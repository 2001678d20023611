//! Data-channel wire protocol.
//!
//! Every message except the image request is a JSON envelope of the form
//! `{"type": <message type>, "payload": <payload>}` published on a named
//! topic. Image requests are a flat object keyed by `image_base64`.

use base64::Engine;
use serde::{Deserialize, Serialize};
use serde_json::Value;

use crate::error::{Result, SlateError};
use crate::types::{TeacherActionRequest, TeacherActionResult, WhiteboardProject};

/// Topics carrying whole-document project updates and drawing-permission control.
pub const WHITEBOARD_PROJECT_TOPICS: [&str; 2] = ["ai_tutor_whiteboard", "alluwal_whiteboard"];
pub const WHITEBOARD_IMAGE_TOPIC: &str = "whiteboard_image";
pub const TEACHER_ACTION_TOPIC: &str = "ai_tutor_teacher_actions";
pub const TEACHER_ACTION_RESULT_TOPIC: &str = "ai_tutor_teacher_action_results";

pub const MSG_TYPE_PROJECT: &str = "project";
pub const MSG_TYPE_STUDENT_DRAWING_PERMISSION: &str = "student_drawing_permission";
pub const MSG_TYPE_TEACHER_ACTION: &str = "teacher_action";
pub const MSG_TYPE_TEACHER_ACTION_RESULT: &str = "teacher_action_result";

pub const DEFAULT_IMAGE_MIME: &str = "image/png";

/// Outbound envelope.
#[derive(Debug, Clone, PartialEq, Serialize, Deserialize)]
#[serde(tag = "type", content = "payload", rename_all = "snake_case")]
pub enum WireMessage {
    Project(WhiteboardProject),
    StudentDrawingPermission { enabled: bool },
    TeacherAction(TeacherActionRequest),
    TeacherActionResult(TeacherActionResult),
}

impl WireMessage {
    pub fn encode(&self) -> Result<Vec<u8>> {
        Ok(serde_json::to_vec(self)?)
    }

    pub fn decode(data: &[u8]) -> Result<Self> {
        Ok(serde_json::from_slice(data)?)
    }

    pub fn message_type(&self) -> &'static str {
        match self {
            Self::Project(_) => MSG_TYPE_PROJECT,
            Self::StudentDrawingPermission { .. } => MSG_TYPE_STUDENT_DRAWING_PERMISSION,
            Self::TeacherAction(_) => MSG_TYPE_TEACHER_ACTION,
            Self::TeacherActionResult(_) => MSG_TYPE_TEACHER_ACTION_RESULT,
        }
    }
}

fn parse_object(data: &[u8]) -> Result<serde_json::Map<String, Value>> {
    match serde_json::from_slice::<Value>(data)? {
        Value::Object(map) => Ok(map),
        _ => Err(SlateError::Validation("packet is not a JSON object".into())),
    }
}

/// Split an envelope into its declared type and object payload.
fn parse_envelope(data: &[u8]) -> Result<(String, serde_json::Map<String, Value>)> {
    let mut packet = parse_object(data)?;
    let msg_type = packet
        .get("type")
        .and_then(|v| v.as_str())
        .unwrap_or_default()
        .to_string();
    match packet.remove("payload") {
        Some(Value::Object(payload)) => Ok((msg_type, payload)),
        _ => Err(SlateError::Validation(format!(
            "message of type '{msg_type}' has no object payload"
        ))),
    }
}

/// Decode an inbound project update.
///
/// A `strokes` array is required. `texts` may be absent or null (treated as
/// empty) but any other non-array value rejects the message.
pub fn parse_project(data: &[u8]) -> Result<WhiteboardProject> {
    let (msg_type, mut payload) = parse_envelope(data)?;
    if msg_type != MSG_TYPE_PROJECT {
        return Err(SlateError::Validation(format!(
            "expected '{MSG_TYPE_PROJECT}' message, got '{msg_type}'"
        )));
    }
    if !payload.get("strokes").is_some_and(Value::is_array) {
        return Err(SlateError::Validation("project payload has no strokes array".into()));
    }
    match payload.get("texts") {
        None | Some(Value::Null) => {
            payload.insert("texts".into(), Value::Array(Vec::new()));
        }
        Some(Value::Array(_)) => {}
        Some(_) => {
            return Err(SlateError::Validation("project texts is not an array".into()));
        }
    }
    Ok(serde_json::from_value(Value::Object(payload))?)
}

/// Decode an inbound teacher action result.
///
/// The request id may be spelled `requestId` or `request_id`. `success` is
/// only true for a JSON `true`.
pub fn parse_action_result(data: &[u8]) -> Result<TeacherActionResult> {
    let (msg_type, payload) = parse_envelope(data)?;
    if msg_type != MSG_TYPE_TEACHER_ACTION_RESULT {
        return Err(SlateError::Validation(format!(
            "expected '{MSG_TYPE_TEACHER_ACTION_RESULT}' message, got '{msg_type}'"
        )));
    }

    let request_id = ["requestId", "request_id"]
        .iter()
        .filter_map(|key| payload.get(*key))
        .find_map(scalar_to_string)
        .map(|s| s.trim().to_string())
        .unwrap_or_default();
    if request_id.is_empty() {
        return Err(SlateError::Validation("action result missing request id".into()));
    }

    Ok(TeacherActionResult {
        request_id,
        success: payload.get("success") == Some(&Value::Bool(true)),
        message: payload
            .get("message")
            .and_then(scalar_to_string)
            .map(|s| s.trim().to_string())
            .unwrap_or_default(),
    })
}

fn scalar_to_string(value: &Value) -> Option<String> {
    match value {
        Value::String(s) if !s.is_empty() => Some(s.clone()),
        Value::Number(n) => Some(n.to_string()),
        _ => None,
    }
}

/// Extract the image of an explicit "look at my board" request as a data URL.
///
/// `image_base64` may already be a `data:` URL, which is passed through. A raw
/// base64 string must decode cleanly and is wrapped with `mime_type` (default
/// `image/png`).
pub fn parse_image_request(data: &[u8]) -> Result<String> {
    let packet = parse_object(data)?;
    let image = packet
        .get("image_base64")
        .and_then(|v| v.as_str())
        .filter(|s| !s.is_empty())
        .ok_or_else(|| SlateError::Validation("image request has no image_base64".into()))?;

    if image.starts_with("data:") {
        return Ok(image.to_string());
    }

    let mime_type = packet
        .get("mime_type")
        .and_then(|v| v.as_str())
        .filter(|s| !s.is_empty())
        .unwrap_or(DEFAULT_IMAGE_MIME);

    base64::engine::general_purpose::STANDARD
        .decode(image)
        .map_err(|e| SlateError::Validation(format!("invalid base64 image payload: {e}")))?;

    Ok(format!("data:{mime_type};base64,{image}"))
}

/// Build a `data:` URL for encoded image bytes.
pub fn image_data_url(mime_type: &str, bytes: &[u8]) -> String {
    let encoded = base64::engine::general_purpose::STANDARD.encode(bytes);
    format!("data:{mime_type};base64,{encoded}")
}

> The task
Reproduce the data in its entirety. Keep every character unchanged.

> Your response
repository 2001678d20023611
//! Data-channel wire protocol.
//!
//! Every message except the image request is a JSON envelope of the form
//! `{"type": <message type>, "payload": <payload>}` published on a named
//! topic. Image requests are a flat object keyed by `image_base64`.

use base64::Engine;
use serde::{Deserialize, Serialize};
use serde_json::Value;

use crate::error::{Result, SlateError};
use crate::types::{TeacherActionRequest, TeacherActionResult, WhiteboardProject};

/// Topics carrying whole-document project updates and drawing-permission control.
pub const WHITEBOARD_PROJECT_TOPICS: [&str; 2] = ["ai_tutor_whiteboard", "alluwal_whiteboard"];
pub const WHITEBOARD_IMAGE_TOPIC: &str = "whiteboard_image";
pub const TEACHER_ACTION_TOPIC: &str = "ai_tutor_teacher_actions";
pub const TEACHER_ACTION_RESULT_TOPIC: &str = "ai_tutor_teacher_action_results";

pub const MSG_TYPE_PROJECT: &str = "project";
pub const MSG_TYPE_STUDENT_DRAWING_PERMISSION: &str = "student_drawing_permission";
pub const MSG_TYPE_TEACHER_ACTION: &str = "teacher_action";
pub const MSG_TYPE_TEACHER_ACTION_RESULT: &str = "teacher_action_result";

pub const DEFAULT_IMAGE_MIME: &str = "image/png";

/// Outbound envelope.
#[derive(Debug, Clone, PartialEq, Serialize, Deserialize)]
#[serde(tag = "type", content = "payload", rename_all = "snake_case")]
pub enum WireMessage {
    Project(WhiteboardProject),
    StudentDrawingPermission { enabled: bool },
    TeacherAction(TeacherActionRequest),
    TeacherActionResult(TeacherActionResult),
}

impl WireMessage {
    pub fn encode(&self) -> Result<Vec<u8>> {
        Ok(serde_json::to_vec(self)?)
    }

    pub fn decode(data: &[u8]) -> Result<Self> {
        Ok(serde_json::from_slice(data)?)
    }

    pub fn message_type(&self) -> &'static str {
        match self {
            Self::Project(_) => MSG_TYPE_PROJECT,
            Self::StudentDrawingPermission { .. } => MSG_TYPE_STUDENT_DRAWING_PERMISSION,
            Self::TeacherAction(_) => MSG_TYPE_TEACHER_ACTION,
            Self::TeacherActionResult(_) => MSG_TYPE_TEACHER_ACTION_RESULT,
        }
    }
}

fn parse_object(data: &[u8]) -> Result<serde_json::Map<String, Value>> {
    match serde_json::from_slice::<Value>(data)? {
        Value::Object(map) => Ok(map),
        _ => Err(SlateError::Validation("packet is not a JSON object".into())),
    }
}

/// Split an envelope into its declared type and object payload.
fn parse_envelope(data: &[u8]) -> Result<(String, serde_json::Map<String, Value>)> {
    let mut packet = parse_object(data)?;
    let msg_type = packet
        .get("type")
        .and_then(|v| v.as_str())
        .unwrap_or_default()
        .to_string();
    match packet.remove("payload") {
        Some(Value::Object(payload)) => Ok((msg_type, payload)),
        _ => Err(SlateError::Validation(format!(
            "message of type '{msg_type}' has no object payload"
        ))),
    }
}

/// Decode an inbound project update.
///
/// A `strokes` array is required. `texts` may be absent or null (treated as
/// empty) but any other non-array value rejects the message.
pub fn parse_project(data: &[u8]) -> Result<WhiteboardProject> {
    let (msg_type, mut payload) = parse_envelope(data)?;
    if msg_type != MSG_TYPE_PROJECT {
        return Err(SlateError::Validation(format!(
            "expected '{MSG_TYPE_PROJECT}' message, got '{msg_type}'"
        )));
    }
    if !payload.get("strokes").is_some_and(Value::is_array) {
        return Err(SlateError::Validation("project payload has no strokes array".into()));
    }
    match payload.get("texts") {
        None | Some(Value::Null) => {
            payload.insert("texts".into(), Value::Array(Vec::new()));
        }
        Some(Value::Array(_)) => {}
        Some(_) => {
            return Err(SlateError::Validation("project texts is not an array".into()));
        }
    }
    Ok(serde_json::from_value(Value::Object(payload))?)
}

/// Decode an inbound teacher action result.
///
/// The request id may be spelled `requestId` or `request_id`. `success` is
/// only true for a JSON `true`.
pub fn parse_action_result(data: &[u8]) -> Result<TeacherActionResult> {
    let (msg_type, payload) = parse_envelope(data)?;
    if msg_type != MSG_TYPE_TEACHER_ACTION_RESULT {
        return Err(SlateError::Validation(format!(
            "expected '{MSG_TYPE_TEACHER_ACTION_RESULT}' message, got '{msg_type}'"
        )));
    }

    let request_id = ["requestId", "request_id"]
        .iter()
        .filter_map(|key| payload.get(*key))
        .find_map(scalar_to_string)
        .map(|s| s.trim().to_string())
        .unwrap_or_default();
    if request_id.is_empty() {
        return Err(SlateError::Validation("action result missing request id".into()));
    }

    Ok(TeacherActionResult {
        request_id,
        success: payload.get("success") == Some(&Value::Bool(true)),
        message: payload
            .get("message")
            .and_then(scalar_to_string)
            .map(|s| s.trim().to_string())
            .unwrap_or_default(),
    })
}

fn scalar_to_string(value: &Value) -> Option<String> {
    match value {
        Value::String(s) if !s.is_empty() => Some(s.clone()),
        Value::Number(n) => Some(n.to_string()),
        _ => None,
    }
}

/// Extract the image of an explicit "look at my board" request as a data URL.
///
/// `image_base64` may already be a `data:` URL, which is passed through. A raw
/// base64 string must decode cleanly and is wrapped with `mime_type` (default
/// `image/png`).
pub fn parse_image_request(data: &[u8]) -> Result<String> {
    let packet = parse_object(data)?;
    let image = packet
        .get("image_base64")
        .and_then(|v| v.as_str())
        .filter(|s| !s.is_empty())
        .ok_or_else(|| SlateError::Validation("image request has no image_base64".into()))?;

    if image.starts_with("data:") {
        return Ok(image.to_string());
    }

    let mime_type = packet
        .get("mime_type")
        .and_then(|v| v.as_str())
        .filter(|s| !s.is_empty())
        .unwrap_or(DEFAULT_IMAGE_MIME);

    base64::engine::general_purpose::STANDARD
        .decode(image)
        .map_err(|e| SlateError::Validation(format!("invalid base64 image payload: {e}")))?;

    Ok(format!("data:{mime_type};base64,{image}"))
}

/// Build a `data:` URL for encoded image bytes.
pub fn image_data_url(mime_type: &str, bytes: &[u8]) -> String {
    let encoded = base64::engine::general_purpose::STANDARD.encode(bytes);
    format!("data:{mime_type};base64,{encoded}")
}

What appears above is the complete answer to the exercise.